• **Records supplied**:
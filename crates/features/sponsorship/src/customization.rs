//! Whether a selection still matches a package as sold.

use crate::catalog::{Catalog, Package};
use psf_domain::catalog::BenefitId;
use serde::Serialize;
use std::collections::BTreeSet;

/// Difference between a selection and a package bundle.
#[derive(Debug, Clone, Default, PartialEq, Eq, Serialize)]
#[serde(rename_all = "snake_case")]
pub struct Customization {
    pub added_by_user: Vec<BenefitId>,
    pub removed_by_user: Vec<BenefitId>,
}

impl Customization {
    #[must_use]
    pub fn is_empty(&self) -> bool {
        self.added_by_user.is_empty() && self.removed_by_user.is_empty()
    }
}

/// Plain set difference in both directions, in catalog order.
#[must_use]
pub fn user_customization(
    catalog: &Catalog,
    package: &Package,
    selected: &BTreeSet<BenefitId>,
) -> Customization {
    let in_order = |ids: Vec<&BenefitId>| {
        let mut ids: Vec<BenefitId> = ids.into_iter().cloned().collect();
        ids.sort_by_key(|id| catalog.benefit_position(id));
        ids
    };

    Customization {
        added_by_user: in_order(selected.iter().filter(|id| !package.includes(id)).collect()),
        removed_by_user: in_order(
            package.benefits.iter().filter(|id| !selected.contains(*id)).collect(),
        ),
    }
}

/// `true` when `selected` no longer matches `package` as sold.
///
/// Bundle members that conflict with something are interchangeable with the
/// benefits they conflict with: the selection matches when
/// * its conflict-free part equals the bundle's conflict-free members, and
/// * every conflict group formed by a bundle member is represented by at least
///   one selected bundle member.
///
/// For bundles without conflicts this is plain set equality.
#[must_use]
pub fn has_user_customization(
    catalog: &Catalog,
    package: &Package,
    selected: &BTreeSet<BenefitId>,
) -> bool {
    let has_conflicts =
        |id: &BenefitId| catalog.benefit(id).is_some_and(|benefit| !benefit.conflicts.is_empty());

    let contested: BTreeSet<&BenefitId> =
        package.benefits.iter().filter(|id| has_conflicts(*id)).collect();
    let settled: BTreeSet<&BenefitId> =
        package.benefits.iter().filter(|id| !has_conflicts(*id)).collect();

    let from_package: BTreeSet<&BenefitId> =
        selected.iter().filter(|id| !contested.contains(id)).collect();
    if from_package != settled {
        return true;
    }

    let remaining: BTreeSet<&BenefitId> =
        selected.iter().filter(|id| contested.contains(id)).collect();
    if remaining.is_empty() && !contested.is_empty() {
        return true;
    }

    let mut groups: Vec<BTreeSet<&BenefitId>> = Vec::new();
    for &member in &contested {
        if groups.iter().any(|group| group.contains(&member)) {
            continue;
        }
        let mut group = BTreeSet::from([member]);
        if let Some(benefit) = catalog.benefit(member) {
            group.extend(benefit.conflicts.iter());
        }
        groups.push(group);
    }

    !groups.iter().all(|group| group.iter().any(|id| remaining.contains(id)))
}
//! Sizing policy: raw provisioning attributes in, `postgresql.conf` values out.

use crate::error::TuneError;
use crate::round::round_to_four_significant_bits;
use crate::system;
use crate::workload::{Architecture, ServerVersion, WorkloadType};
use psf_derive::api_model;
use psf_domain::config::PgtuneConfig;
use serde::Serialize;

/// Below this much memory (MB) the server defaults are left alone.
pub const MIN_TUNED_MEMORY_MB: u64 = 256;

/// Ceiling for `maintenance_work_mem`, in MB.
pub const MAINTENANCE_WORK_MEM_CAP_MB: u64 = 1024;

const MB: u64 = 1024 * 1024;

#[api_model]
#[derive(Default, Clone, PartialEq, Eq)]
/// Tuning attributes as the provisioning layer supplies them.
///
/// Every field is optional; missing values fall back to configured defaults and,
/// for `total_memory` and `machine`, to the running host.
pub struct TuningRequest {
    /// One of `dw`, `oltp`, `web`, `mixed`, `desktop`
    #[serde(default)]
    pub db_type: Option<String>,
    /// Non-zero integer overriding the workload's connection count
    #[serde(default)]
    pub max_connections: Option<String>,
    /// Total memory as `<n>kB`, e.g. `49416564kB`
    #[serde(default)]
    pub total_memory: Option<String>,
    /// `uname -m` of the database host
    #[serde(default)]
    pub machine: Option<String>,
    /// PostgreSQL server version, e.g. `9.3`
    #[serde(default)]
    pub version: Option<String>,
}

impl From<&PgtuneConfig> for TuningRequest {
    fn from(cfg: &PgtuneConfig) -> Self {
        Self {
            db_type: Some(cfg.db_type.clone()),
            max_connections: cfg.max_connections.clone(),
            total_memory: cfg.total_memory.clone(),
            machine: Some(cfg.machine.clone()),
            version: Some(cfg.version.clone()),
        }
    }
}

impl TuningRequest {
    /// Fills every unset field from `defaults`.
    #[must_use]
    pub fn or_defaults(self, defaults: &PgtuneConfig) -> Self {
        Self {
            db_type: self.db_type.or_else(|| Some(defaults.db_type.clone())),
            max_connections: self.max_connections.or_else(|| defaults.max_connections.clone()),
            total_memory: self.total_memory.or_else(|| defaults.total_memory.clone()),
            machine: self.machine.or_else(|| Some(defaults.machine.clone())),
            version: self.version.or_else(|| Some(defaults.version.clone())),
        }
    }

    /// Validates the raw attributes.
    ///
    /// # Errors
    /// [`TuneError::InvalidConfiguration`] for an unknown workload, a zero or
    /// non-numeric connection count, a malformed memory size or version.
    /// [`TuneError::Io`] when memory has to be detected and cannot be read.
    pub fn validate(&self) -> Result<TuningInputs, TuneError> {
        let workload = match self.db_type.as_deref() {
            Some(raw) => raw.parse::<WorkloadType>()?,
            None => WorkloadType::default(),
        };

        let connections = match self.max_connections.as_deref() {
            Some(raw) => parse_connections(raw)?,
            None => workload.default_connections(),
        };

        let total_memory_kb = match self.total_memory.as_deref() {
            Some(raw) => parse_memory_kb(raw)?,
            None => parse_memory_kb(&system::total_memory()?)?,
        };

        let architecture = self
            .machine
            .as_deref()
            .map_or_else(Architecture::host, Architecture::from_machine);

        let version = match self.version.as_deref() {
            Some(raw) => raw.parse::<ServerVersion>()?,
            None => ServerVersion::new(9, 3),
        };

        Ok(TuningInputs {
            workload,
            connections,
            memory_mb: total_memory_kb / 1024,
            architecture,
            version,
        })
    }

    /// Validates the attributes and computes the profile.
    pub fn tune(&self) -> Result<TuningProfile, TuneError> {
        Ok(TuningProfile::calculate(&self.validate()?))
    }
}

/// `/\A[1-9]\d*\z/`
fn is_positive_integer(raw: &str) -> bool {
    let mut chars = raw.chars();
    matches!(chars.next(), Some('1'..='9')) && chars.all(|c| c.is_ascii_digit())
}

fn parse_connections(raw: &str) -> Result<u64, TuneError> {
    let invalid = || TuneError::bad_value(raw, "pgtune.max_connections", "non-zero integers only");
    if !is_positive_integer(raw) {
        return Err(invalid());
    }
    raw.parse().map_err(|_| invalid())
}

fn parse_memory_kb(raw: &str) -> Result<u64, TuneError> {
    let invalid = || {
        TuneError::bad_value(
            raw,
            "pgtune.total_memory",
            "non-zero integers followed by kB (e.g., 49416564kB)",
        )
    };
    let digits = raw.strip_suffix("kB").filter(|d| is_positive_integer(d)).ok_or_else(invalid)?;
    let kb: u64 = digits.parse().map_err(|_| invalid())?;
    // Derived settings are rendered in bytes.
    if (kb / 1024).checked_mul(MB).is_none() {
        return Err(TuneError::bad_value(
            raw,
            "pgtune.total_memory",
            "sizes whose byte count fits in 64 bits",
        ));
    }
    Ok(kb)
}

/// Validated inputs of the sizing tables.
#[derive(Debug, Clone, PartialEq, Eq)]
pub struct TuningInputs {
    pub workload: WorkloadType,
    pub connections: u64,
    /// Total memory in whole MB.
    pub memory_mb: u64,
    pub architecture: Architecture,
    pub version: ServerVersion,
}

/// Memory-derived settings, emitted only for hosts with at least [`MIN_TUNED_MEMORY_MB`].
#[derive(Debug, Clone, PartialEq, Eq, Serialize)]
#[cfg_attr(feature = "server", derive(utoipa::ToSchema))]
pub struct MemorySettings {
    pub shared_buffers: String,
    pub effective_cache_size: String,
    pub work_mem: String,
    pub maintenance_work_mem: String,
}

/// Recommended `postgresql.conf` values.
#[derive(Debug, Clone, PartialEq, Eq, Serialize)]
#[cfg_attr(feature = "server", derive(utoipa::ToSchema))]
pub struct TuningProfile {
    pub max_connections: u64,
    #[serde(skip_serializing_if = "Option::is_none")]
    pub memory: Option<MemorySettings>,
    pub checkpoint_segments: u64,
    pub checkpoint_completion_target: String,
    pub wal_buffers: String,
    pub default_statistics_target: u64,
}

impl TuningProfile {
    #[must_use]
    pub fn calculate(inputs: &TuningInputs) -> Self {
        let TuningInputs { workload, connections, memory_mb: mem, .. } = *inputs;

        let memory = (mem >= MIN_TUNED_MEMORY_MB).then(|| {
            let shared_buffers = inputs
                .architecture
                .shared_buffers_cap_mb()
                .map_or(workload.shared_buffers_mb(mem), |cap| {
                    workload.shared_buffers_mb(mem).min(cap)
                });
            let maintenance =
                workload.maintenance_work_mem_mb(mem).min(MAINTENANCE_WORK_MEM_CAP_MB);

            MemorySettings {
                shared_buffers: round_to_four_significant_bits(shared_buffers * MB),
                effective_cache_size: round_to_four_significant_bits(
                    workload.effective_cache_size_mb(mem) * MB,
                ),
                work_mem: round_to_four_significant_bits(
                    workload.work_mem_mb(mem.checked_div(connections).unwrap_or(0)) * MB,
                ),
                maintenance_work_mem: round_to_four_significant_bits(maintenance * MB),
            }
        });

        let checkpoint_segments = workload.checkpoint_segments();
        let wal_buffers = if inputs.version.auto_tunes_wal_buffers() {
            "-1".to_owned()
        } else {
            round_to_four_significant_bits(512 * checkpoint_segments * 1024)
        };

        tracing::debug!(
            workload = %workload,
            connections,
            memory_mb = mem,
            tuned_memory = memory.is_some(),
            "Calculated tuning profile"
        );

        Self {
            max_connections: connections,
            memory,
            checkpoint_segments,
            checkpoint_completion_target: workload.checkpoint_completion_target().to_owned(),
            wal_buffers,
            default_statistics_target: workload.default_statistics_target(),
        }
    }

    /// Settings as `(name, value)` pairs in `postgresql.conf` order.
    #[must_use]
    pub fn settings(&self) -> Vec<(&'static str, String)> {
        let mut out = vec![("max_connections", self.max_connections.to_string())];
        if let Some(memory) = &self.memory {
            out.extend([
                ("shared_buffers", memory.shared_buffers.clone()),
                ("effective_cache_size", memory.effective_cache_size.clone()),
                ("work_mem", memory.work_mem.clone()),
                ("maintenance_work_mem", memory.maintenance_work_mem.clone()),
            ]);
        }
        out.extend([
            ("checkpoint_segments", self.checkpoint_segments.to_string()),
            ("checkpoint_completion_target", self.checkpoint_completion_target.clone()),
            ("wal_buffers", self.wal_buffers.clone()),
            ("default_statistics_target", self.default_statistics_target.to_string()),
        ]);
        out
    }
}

• **Exercise aim**:
Out of the material above, output word for word the line with "let contested: BTreeSet<&BenefitId>", the line with "let from_package: BTreeSet<&BenefitId>", and all lines between them, with nothing else.

• **Your solution**:
    let contested: BTreeSet<&BenefitId> =
        package.benefits.iter().filter(|id| has_conflicts(*id)).collect();
    let settled: BTreeSet<&BenefitId> =
        package.benefits.iter().filter(|id| !has_conflicts(*id)).collect();

    let from_package: BTreeSet<&BenefitId> =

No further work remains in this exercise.